* INSTRUCTIONS TO FOLLOW *
With nothing left out, repeat every entry exactly.

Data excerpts
Content starts

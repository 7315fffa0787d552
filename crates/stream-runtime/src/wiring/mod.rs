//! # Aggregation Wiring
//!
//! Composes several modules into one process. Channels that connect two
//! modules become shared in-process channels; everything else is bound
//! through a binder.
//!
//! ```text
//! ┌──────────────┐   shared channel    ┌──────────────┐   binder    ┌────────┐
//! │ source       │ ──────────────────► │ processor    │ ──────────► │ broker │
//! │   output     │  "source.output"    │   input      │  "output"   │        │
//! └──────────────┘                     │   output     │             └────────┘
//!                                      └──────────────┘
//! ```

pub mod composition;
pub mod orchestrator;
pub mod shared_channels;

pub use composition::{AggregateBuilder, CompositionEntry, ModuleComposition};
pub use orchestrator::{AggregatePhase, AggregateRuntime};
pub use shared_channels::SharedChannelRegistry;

Content ends

* TASK SOLUTION *
repository 7315fffa0787d552
filename crates/stream-runtime/src/wiring/mod.rs
//! # Aggregation Wiring
//!
//! Composes several modules into one process. Channels that connect two
//! modules become shared in-process channels; everything else is bound
//! through a binder.
//!
//! ```text
//! ┌──────────────┐   shared channel    ┌──────────────┐   binder    ┌────────┐
//! │ source       │ ──────────────────► │ processor    │ ──────────► │ broker │
//! │   output     │  "source.output"    │   input      │  "output"   │        │
//! └──────────────┘                     │   output     │             └────────┘
//!                                      └──────────────┘
//! ```

pub mod composition;
pub mod orchestrator;
pub mod shared_channels;

pub use composition::{AggregateBuilder, CompositionEntry, ModuleComposition};
pub use orchestrator::{AggregatePhase, AggregateRuntime};
pub use shared_channels::SharedChannelRegistry;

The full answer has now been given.